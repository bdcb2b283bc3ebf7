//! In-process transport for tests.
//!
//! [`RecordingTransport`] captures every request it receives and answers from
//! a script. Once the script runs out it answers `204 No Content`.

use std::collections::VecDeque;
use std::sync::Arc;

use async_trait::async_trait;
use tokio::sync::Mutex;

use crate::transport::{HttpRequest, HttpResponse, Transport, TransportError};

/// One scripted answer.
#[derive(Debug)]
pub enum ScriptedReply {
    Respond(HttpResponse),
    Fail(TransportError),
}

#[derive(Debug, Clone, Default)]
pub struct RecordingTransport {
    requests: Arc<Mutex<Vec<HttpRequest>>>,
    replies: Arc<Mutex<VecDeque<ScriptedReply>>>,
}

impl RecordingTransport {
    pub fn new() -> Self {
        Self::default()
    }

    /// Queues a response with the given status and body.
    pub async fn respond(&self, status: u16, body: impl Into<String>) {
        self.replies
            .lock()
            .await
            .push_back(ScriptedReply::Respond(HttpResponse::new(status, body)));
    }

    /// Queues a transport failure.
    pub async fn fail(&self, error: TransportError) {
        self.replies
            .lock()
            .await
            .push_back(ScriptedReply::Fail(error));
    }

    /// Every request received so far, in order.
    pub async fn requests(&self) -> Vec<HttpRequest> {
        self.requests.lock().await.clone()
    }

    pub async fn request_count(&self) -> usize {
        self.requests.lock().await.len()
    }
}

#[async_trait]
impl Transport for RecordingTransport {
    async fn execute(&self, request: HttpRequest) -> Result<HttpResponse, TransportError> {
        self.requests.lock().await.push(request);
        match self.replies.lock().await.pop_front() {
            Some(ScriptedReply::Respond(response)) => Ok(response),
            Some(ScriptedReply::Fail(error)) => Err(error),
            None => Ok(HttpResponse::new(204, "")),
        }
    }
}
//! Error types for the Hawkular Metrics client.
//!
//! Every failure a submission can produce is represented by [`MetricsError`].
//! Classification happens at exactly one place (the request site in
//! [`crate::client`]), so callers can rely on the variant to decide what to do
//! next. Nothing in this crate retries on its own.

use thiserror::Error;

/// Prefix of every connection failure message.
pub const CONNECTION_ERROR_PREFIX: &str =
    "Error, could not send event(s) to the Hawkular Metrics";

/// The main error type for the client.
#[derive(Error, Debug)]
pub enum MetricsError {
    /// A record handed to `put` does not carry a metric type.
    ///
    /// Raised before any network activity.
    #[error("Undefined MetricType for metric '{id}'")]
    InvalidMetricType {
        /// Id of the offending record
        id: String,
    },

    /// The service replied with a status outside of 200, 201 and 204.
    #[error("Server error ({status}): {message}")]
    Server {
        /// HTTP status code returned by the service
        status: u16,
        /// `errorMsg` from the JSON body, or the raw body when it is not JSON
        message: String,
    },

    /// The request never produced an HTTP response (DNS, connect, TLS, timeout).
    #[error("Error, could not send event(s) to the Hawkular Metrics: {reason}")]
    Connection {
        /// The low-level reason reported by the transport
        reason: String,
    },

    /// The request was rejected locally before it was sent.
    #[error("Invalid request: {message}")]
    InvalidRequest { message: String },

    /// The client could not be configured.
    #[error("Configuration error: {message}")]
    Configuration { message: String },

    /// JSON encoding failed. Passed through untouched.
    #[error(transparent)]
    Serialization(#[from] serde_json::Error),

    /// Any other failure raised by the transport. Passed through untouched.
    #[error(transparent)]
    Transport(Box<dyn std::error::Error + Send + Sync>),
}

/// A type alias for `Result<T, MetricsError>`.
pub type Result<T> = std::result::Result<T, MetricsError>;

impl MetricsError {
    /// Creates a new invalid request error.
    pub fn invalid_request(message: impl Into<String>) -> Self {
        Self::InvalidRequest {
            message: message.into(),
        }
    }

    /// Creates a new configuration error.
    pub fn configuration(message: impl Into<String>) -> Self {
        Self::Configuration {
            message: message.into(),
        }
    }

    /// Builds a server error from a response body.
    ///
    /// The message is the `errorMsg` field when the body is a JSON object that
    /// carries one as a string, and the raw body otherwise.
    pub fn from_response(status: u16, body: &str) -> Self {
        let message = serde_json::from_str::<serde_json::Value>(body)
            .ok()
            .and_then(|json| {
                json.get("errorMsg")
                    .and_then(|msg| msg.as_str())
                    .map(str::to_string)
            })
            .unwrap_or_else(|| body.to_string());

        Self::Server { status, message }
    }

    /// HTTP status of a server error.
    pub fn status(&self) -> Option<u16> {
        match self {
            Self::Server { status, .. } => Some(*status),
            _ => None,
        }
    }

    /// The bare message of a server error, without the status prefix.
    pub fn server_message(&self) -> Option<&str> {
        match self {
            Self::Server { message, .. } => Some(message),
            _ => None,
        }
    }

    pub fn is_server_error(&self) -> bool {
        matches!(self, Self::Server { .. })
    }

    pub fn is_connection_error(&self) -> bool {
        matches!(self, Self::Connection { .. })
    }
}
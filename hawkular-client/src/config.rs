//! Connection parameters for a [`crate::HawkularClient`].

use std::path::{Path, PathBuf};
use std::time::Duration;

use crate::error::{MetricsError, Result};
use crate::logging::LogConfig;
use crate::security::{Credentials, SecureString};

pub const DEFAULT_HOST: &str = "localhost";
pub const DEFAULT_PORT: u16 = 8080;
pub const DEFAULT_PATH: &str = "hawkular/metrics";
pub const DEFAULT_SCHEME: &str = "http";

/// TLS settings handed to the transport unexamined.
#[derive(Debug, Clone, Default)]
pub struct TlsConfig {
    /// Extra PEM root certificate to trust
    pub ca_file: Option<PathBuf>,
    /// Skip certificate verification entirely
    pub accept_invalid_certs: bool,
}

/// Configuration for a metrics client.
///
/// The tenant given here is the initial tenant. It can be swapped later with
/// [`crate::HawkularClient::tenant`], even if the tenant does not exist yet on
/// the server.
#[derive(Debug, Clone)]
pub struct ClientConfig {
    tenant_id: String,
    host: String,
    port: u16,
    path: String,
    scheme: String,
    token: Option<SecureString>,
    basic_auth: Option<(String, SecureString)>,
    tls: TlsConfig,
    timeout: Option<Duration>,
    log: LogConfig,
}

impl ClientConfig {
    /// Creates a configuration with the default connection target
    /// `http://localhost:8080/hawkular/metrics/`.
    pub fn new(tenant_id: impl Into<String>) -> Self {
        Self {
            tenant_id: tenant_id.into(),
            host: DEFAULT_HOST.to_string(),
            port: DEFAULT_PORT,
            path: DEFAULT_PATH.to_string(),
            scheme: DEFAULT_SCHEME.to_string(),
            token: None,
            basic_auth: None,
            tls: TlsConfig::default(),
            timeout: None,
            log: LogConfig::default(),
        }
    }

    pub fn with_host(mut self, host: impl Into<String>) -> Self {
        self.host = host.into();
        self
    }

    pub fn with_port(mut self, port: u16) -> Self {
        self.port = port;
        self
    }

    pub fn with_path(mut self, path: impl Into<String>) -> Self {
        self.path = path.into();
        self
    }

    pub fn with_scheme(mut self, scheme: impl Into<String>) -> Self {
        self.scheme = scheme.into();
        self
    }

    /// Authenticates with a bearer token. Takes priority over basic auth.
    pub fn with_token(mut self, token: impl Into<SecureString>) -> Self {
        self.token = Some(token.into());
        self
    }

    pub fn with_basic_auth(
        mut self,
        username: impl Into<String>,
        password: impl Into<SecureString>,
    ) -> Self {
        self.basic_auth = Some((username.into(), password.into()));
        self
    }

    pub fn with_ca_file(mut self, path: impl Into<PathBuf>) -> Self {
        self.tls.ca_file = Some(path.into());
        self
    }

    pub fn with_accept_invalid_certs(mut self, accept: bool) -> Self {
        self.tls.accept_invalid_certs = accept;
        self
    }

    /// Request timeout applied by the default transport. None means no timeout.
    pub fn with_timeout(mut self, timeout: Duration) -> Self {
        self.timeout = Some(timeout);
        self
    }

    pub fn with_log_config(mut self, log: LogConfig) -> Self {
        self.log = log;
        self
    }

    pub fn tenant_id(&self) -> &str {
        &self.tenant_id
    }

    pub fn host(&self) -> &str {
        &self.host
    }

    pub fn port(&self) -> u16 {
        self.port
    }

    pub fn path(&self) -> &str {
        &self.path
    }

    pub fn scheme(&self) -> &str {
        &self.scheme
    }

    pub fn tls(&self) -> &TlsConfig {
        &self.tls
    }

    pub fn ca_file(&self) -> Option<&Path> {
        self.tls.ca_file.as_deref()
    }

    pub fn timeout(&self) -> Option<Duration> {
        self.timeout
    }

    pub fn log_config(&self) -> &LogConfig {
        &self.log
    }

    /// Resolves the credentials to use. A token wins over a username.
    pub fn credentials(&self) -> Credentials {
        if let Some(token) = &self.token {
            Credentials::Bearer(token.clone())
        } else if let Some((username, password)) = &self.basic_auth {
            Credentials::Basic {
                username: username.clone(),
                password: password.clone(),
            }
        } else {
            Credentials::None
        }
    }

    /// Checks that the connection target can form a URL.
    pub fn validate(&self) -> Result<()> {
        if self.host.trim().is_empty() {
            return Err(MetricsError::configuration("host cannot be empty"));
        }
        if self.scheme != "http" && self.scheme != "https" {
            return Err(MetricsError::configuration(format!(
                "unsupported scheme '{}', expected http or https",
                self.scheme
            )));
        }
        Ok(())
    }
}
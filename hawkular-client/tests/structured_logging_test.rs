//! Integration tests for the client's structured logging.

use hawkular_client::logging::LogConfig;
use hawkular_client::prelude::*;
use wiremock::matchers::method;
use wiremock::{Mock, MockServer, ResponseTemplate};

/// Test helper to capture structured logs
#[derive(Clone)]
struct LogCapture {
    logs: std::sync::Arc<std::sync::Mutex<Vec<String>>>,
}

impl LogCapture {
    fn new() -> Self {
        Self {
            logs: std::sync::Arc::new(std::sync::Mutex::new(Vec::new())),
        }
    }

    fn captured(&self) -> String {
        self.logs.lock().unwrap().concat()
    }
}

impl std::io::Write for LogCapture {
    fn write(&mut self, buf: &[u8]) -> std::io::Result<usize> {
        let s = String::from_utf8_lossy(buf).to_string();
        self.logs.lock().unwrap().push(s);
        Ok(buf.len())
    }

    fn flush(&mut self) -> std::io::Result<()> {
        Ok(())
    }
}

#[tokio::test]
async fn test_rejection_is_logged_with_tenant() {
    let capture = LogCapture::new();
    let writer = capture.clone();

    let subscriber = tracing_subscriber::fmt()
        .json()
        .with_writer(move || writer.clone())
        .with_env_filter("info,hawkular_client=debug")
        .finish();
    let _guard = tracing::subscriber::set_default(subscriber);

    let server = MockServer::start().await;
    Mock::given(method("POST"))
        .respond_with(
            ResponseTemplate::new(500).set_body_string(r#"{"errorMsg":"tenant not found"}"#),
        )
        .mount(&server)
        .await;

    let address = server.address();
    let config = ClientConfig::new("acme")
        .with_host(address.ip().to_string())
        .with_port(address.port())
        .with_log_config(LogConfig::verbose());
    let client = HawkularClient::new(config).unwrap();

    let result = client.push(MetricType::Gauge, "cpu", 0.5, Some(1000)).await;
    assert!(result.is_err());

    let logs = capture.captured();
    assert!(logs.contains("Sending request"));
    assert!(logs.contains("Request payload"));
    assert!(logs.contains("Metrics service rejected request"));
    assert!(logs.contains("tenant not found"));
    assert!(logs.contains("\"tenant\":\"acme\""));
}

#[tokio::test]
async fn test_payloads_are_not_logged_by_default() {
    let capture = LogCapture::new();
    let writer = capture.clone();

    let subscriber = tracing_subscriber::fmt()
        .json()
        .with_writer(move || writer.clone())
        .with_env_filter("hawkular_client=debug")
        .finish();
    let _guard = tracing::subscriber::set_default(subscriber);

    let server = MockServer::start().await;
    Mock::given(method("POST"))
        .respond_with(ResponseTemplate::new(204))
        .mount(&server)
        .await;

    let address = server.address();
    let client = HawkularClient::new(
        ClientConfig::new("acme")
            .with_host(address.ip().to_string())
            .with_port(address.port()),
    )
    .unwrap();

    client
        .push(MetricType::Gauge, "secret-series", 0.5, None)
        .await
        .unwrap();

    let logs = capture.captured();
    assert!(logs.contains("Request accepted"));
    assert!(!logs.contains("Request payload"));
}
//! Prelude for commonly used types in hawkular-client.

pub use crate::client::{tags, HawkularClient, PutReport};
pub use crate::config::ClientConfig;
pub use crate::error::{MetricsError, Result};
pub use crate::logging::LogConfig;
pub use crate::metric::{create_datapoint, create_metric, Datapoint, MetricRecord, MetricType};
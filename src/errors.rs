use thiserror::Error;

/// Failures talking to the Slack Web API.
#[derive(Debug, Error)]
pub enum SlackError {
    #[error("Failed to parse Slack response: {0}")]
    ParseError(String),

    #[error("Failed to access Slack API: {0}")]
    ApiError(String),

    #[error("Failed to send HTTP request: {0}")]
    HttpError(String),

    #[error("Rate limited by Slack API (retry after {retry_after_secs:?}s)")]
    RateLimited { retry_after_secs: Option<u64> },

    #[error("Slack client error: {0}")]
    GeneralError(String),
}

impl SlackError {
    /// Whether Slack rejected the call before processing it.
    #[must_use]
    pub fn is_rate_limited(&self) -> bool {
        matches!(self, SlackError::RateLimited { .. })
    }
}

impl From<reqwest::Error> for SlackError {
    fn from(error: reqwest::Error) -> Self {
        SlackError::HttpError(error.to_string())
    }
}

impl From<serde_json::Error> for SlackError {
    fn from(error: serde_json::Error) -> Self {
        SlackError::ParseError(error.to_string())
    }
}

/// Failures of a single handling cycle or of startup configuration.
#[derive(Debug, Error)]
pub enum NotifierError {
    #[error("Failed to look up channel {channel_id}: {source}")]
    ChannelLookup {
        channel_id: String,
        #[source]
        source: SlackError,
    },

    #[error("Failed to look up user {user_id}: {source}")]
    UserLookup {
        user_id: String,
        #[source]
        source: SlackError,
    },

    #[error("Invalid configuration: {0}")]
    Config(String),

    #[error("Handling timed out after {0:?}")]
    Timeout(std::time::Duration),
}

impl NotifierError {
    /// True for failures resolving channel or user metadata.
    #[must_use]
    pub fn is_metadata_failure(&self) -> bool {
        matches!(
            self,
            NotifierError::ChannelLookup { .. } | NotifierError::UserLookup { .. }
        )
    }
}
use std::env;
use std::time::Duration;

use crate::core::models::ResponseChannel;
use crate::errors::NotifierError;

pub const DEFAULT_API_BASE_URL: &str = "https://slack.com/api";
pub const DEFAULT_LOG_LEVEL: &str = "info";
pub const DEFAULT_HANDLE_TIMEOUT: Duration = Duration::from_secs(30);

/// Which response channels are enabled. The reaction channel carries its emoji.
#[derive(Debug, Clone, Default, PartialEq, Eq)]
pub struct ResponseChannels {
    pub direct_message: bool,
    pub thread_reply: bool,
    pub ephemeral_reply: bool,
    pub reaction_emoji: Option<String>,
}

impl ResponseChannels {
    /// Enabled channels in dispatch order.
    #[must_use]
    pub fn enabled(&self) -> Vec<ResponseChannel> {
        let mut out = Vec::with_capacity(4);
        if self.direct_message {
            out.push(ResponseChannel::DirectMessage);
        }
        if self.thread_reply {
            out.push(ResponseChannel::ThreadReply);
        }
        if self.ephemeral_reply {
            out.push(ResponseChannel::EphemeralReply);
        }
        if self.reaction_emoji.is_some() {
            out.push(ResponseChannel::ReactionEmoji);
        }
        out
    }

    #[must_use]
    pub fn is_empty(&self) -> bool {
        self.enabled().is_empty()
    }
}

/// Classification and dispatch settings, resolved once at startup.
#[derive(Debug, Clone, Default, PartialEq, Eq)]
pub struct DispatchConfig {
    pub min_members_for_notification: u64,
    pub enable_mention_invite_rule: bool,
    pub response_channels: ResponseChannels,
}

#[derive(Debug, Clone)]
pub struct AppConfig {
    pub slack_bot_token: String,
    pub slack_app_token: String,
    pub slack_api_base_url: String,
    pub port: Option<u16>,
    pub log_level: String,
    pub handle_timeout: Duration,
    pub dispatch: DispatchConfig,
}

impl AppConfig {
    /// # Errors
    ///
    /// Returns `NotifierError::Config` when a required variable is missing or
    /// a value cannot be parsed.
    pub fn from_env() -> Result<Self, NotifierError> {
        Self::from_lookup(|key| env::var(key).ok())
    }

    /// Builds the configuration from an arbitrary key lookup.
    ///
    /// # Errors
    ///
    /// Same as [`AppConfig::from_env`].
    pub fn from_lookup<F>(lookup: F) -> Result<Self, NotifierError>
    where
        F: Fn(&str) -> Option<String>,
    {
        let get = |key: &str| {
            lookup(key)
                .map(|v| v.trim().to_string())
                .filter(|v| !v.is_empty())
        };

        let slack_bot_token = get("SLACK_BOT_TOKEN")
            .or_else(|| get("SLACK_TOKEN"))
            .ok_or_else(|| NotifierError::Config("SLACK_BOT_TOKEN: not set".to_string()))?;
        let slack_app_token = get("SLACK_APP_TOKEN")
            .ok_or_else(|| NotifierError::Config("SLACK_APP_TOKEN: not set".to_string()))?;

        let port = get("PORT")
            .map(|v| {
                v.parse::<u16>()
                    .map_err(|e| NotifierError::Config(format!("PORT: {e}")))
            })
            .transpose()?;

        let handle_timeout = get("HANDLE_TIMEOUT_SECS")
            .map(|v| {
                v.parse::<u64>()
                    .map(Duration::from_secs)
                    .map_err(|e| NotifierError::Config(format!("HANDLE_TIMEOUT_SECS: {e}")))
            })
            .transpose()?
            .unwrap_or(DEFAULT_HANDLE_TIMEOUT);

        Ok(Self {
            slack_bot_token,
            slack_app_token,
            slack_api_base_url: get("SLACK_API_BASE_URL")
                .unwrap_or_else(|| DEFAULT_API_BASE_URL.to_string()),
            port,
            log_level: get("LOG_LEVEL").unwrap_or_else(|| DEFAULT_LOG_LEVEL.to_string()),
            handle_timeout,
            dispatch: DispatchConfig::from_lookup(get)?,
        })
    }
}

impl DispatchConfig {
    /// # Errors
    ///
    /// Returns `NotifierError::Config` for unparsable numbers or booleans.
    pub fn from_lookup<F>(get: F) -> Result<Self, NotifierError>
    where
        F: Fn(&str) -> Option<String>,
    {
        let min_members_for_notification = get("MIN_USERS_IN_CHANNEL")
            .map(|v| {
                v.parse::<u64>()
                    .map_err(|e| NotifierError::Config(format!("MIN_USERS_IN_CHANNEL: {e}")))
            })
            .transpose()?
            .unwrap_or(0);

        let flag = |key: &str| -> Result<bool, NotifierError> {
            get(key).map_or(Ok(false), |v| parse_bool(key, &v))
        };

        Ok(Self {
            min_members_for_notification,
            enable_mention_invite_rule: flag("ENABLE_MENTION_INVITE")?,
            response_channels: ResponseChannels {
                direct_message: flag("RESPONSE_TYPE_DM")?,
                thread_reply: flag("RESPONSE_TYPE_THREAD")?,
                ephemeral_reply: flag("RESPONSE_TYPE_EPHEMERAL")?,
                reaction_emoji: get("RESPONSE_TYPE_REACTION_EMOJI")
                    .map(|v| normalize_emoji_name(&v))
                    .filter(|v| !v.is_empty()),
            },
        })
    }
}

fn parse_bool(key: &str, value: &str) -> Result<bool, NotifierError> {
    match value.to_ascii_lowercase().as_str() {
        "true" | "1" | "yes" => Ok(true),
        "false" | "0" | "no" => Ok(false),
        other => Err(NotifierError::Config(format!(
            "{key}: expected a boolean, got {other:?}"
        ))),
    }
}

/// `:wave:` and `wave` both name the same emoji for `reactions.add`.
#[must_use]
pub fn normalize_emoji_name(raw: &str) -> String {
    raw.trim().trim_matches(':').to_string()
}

########

- [Requirement] This exercise requires the lines of the entries containing the string "when".

- [Task result]
        /// `errorMsg` from the JSON body, or the raw body when it is not JSON
    /// The message is the `errorMsg` field when the body is a JSON object that
    /// Returns `NotifierError::Config` when a required variable is missing or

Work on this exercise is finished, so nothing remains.